Instructions for the task: Would you restate the entries below word for word, starting at the first line and ending with the one that has "need. Cancellation is"?

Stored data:
===

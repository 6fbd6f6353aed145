//! Frame scheduler: a tickable clock with cooperative cancellation
//!
//! The host's redraw callback calls `tick()` once per display refresh;
//! tests call it synchronously as many times as they need. Cancellation is
//! checked at the top of every tick, so stopping the loop is always a
//! one-frame affair.
//!
//! The measured wall clock here feeds only the background shader's time
//! uniform; particle aging uses the field's fixed step.

use std::sync::atomic::{AtomicBool, Ordering};
use std::sync::Arc;
use std::time::Instant;

/// Shared flag for stopping the frame loop from teardown
#[derive(Clone, Default)]
pub struct CancelToken {
    cancelled: Arc<AtomicBool>,
}

impl CancelToken {
    pub fn new() -> Self {
        Self::default()
    }

    pub fn cancel(&self) {
        self.cancelled.store(true, Ordering::Release);
    }

    pub fn is_cancelled(&self) -> bool {
        self.cancelled.load(Ordering::Acquire)
    }
}

/// One frame's worth of timing, handed to the render path
#[derive(Debug, Clone, Copy)]
pub struct FrameTick {
    /// Frames elapsed since the scheduler started, starting at 0
    pub frame: u64,
    /// Wall-clock seconds since the scheduler started
    pub elapsed: f64,
    /// Wall-clock seconds since the previous tick (clamped)
    pub delta: f64,
}

pub struct FrameScheduler {
    token: CancelToken,
    started: Instant,
    last_tick: Option<Instant>,
    frame: u64,
}

impl FrameScheduler {
    pub fn new() -> Self {
        Self {
            token: CancelToken::new(),
            started: Instant::now(),
            last_tick: None,
            frame: 0,
        }
    }

    /// Token to hand to teardown; cancelling it makes every later `tick`
    /// return None.
    pub fn cancel_token(&self) -> CancelToken {
        self.token.clone()
    }

    /// Advance one frame. Returns None once cancelled.
    pub fn tick(&mut self) -> Option<FrameTick> {
        if self.token.is_cancelled() {
            return None;
        }
        let now = Instant::now();
        let delta = match self.last_tick {
            // Clamp pathological frame gaps (debugger pauses, suspend)
            Some(last) => now.duration_since(last).as_secs_f64().min(0.25),
            None => 0.0,
        };
        self.last_tick = Some(now);
        let tick = FrameTick {
            frame: self.frame,
            elapsed: now.duration_since(self.started).as_secs_f64(),
            delta,
        };
        self.frame += 1;
        Some(tick)
    }
}

impl Default for FrameScheduler {
    fn default() -> Self {
        Self::new()
    }
}

#[cfg(test)]
mod tests {
    use super::*;

    #[test]
    fn frames_count_up_from_zero() {
        let mut scheduler = FrameScheduler::new();
        assert_eq!(scheduler.tick().unwrap().frame, 0);
        assert_eq!(scheduler.tick().unwrap().frame, 1);
        assert_eq!(scheduler.tick().unwrap().frame, 2);
    }

    #[test]
    fn first_tick_has_zero_delta() {
        let mut scheduler = FrameScheduler::new();
        assert_eq!(scheduler.tick().unwrap().delta, 0.0);
    }

    #[test]
    fn cancelled_scheduler_stops_ticking() {
        let mut scheduler = FrameScheduler::new();
        let token = scheduler.cancel_token();
        assert!(scheduler.tick().is_some());
        token.cancel();
        assert!(scheduler.tick().is_none());
        assert!(scheduler.tick().is_none());
    }

    #[test]
    fn elapsed_is_monotonic() {
        let mut scheduler = FrameScheduler::new();
        let a = scheduler.tick().unwrap().elapsed;
        let b = scheduler.tick().unwrap().elapsed;
        assert!(b >= a);
    }
}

===

Solution:
repository 6fbd6f6353aed145
//! Frame scheduler: a tickable clock with cooperative cancellation
//!
//! The host's redraw callback calls `tick()` once per display refresh;
//! tests call it synchronously as many times as they need. Cancellation is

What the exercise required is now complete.